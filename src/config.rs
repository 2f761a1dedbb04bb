use log::{info, warn};
use std::{env, fmt::Display, path::PathBuf, str::FromStr};

/// Runtime settings, read once from the environment at startup.
#[derive(Debug, Clone)]
pub struct Config {
    pub database_url: String,
    pub bind_addr: String,
    pub media_dir: PathBuf,
    pub static_dir: PathBuf,
    pub workers: usize,
    pub db_max_connections: u32,
    pub max_upload_bytes: usize,
}

impl Config {
    pub fn from_env() -> Self {
        Self {
            database_url: load("DATABASE_URL", "sqlite://microblog.db?mode=rwc".to_string()),
            bind_addr: load("BIND_ADDR", "127.0.0.1:8080".to_string()),
            media_dir: PathBuf::from(load("MEDIA_DIR", "media".to_string())),
            static_dir: PathBuf::from(load("STATIC_DIR", "static".to_string())),
            workers: load("WORKERS", num_cpus::get()),
            db_max_connections: load("DB_MAX_CONNECTIONS", 10),
            max_upload_bytes: load("MAX_UPLOAD_BYTES", 10 * 1024 * 1024),
        }
    }
}

fn load<T>(key: &str, default: T) -> T
where
    T: FromStr + Display,
    T::Err: Display,
{
    match env::var(key) {
        Ok(raw) => raw.parse().unwrap_or_else(|e| {
            warn!("Invalid {key} value {raw:?}: {e}, using default: {default}");
            default
        }),
        Err(_) => {
            info!("{key} not set, using default: {default}");
            default
        }
    }
}

#[cfg(test)]
mod tests {
    use super::*;

    #[test]
    fn unparsable_value_falls_back_to_default() {
        env::set_var("MICROBLOG_TEST_WORKERS", "many");
        let workers: usize = load("MICROBLOG_TEST_WORKERS", 4);
        assert_eq!(workers, 4);
        env::remove_var("MICROBLOG_TEST_WORKERS");
    }

    #[test]
    fn set_value_is_parsed() {
        env::set_var("MICROBLOG_TEST_BIND", "0.0.0.0:9000");
        let bind: String = load("MICROBLOG_TEST_BIND", "127.0.0.1:8080".to_string());
        assert_eq!(bind, "0.0.0.0:9000");
        env::remove_var("MICROBLOG_TEST_BIND");
    }
}
pub mod auth;
pub mod config;
pub mod db;
pub mod entities;
pub mod error;
pub mod feed;
pub mod follows;
pub mod handlers;
pub mod likes;
pub mod medias;
pub mod migrations;
pub mod models;
pub mod tweets;
pub mod users;

use actix_files::Files;
use actix_web::web;
use log::warn;

use crate::config::Config;
use crate::error::ApiError;

/// Registers the JSON API under `/api` plus the static and media file routes.
/// `Config` and the `DatabaseConnection` are expected in app data.
pub fn configure(cfg: &mut web::ServiceConfig, config: &Config) {
    let json_config = web::JsonConfig::default()
        .error_handler(|err, _req| ApiError::BadRequest(err.to_string()).into());

    cfg.service(
        web::scope("/api")
            .app_data(json_config)
            .service(handlers::get_me)
            .service(handlers::get_user)
            .service(handlers::follow_user)
            .service(handlers::unfollow_user)
            .service(handlers::get_home_feed)
            .service(handlers::create_tweet)
            .service(handlers::delete_tweet)
            .service(handlers::like_tweet)
            .service(handlers::unlike_tweet)
            .service(handlers::upload_media),
    )
    .service(Files::new(medias::MEDIA_URL_PREFIX, &config.media_dir));

    for asset_dir in ["css", "js"] {
        let path = config.static_dir.join(asset_dir);
        if path.is_dir() {
            cfg.service(Files::new(&format!("/{}", asset_dir), path));
        } else {
            warn!("Static directory {} is missing, not serving it", path.display());
        }
    }

    cfg.route(
        "/favicon.ico",
        web::get().to({
            let favicon = config.static_dir.join("favicon.ico");
            move || {
                let favicon = favicon.clone();
                async move { actix_files::NamedFile::open_async(favicon).await }
            }
        }),
    )
    .service(handlers::index);
}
==========
**Problem requirements**: Copy out the entries above without altering a single character.

**Answer area**:
filename src/config.rs
repository 2f761a1dedbb04bb
use log::{info, warn};
use std::{env, fmt::Display, path::PathBuf, str::FromStr};

/// Runtime settings, read once from the environment at startup.
#[derive(Debug, Clone)]
pub struct Config {
    pub database_url: String,
    pub bind_addr: String,
    pub media_dir: PathBuf,
    pub static_dir: PathBuf,
    pub workers: usize,
    pub db_max_connections: u32,
    pub max_upload_bytes: usize,
}

impl Config {
    pub fn from_env() -> Self {
        Self {
            database_url: load("DATABASE_URL", "sqlite://microblog.db?mode=rwc".to_string()),
            bind_addr: load("BIND_ADDR", "127.0.0.1:8080".to_string()),
            media_dir: PathBuf::from(load("MEDIA_DIR", "media".to_string())),
            static_dir: PathBuf::from(load("STATIC_DIR", "static".to_string())),
            workers: load("WORKERS", num_cpus::get()),
            db_max_connections: load("DB_MAX_CONNECTIONS", 10),
            max_upload_bytes: load("MAX_UPLOAD_BYTES", 10 * 1024 * 1024),
        }
    }
}

fn load<T>(key: &str, default: T) -> T
where
    T: FromStr + Display,
    T::Err: Display,
{
    match env::var(key) {
        Ok(raw) => raw.parse().unwrap_or_else(|e| {
            warn!("Invalid {key} value {raw:?}: {e}, using default: {default}");
            default
        }),
        Err(_) => {
            info!("{key} not set, using default: {default}");
            default
        }
    }
}

#[cfg(test)]
mod tests {
    use super::*;

    #[test]
    fn unparsable_value_falls_back_to_default() {
        env::set_var("MICROBLOG_TEST_WORKERS", "many");
        let workers: usize = load("MICROBLOG_TEST_WORKERS", 4);
        assert_eq!(workers, 4);
        env::remove_var("MICROBLOG_TEST_WORKERS");
    }

    #[test]
    fn set_value_is_parsed() {
        env::set_var("MICROBLOG_TEST_BIND", "0.0.0.0:9000");
        let bind: String = load("MICROBLOG_TEST_BIND", "127.0.0.1:8080".to_string());
        assert_eq!(bind, "0.0.0.0:9000");
        env::remove_var("MICROBLOG_TEST_BIND");
    }
}
pub mod auth;
pub mod config;
pub mod db;
pub mod entities;
pub mod error;
pub mod feed;
pub mod follows;
pub mod handlers;
pub mod likes;
pub mod medias;
pub mod migrations;
pub mod models;
pub mod tweets;
pub mod users;

use actix_files::Files;
use actix_web::web;
use log::warn;

use crate::config::Config;
use crate::error::ApiError;

/// Registers the JSON API under `/api` plus the static and media file routes.
/// `Config` and the `DatabaseConnection` are expected in app data.
pub fn configure(cfg: &mut web::ServiceConfig, config: &Config) {
    let json_config = web::JsonConfig::default()
        .error_handler(|err, _req| ApiError::BadRequest(err.to_string()).into());

    cfg.service(
        web::scope("/api")
            .app_data(json_config)
            .service(handlers::get_me)
            .service(handlers::get_user)
            .service(handlers::follow_user)
            .service(handlers::unfollow_user)
            .service(handlers::get_home_feed)
            .service(handlers::create_tweet)
            .service(handlers::delete_tweet)
            .service(handlers::like_tweet)
            .service(handlers::unlike_tweet)
            .service(handlers::upload_media),
    )
    .service(Files::new(medias::MEDIA_URL_PREFIX, &config.media_dir));

    for asset_dir in ["css", "js"] {
        let path = config.static_dir.join(asset_dir);
        if path.is_dir() {
            cfg.service(Files::new(&format!("/{}", asset_dir), path));
        } else {
            warn!("Static directory {} is missing, not serving it", path.display());
        }
    }

    cfg.route(
        "/favicon.ico",
        web::get().to({
            let favicon = config.static_dir.join("favicon.ico");
            move || {
                let favicon = favicon.clone();
                async move { actix_files::NamedFile::open_async(favicon).await }
            }
        }),
    )
    .service(handlers::index);
}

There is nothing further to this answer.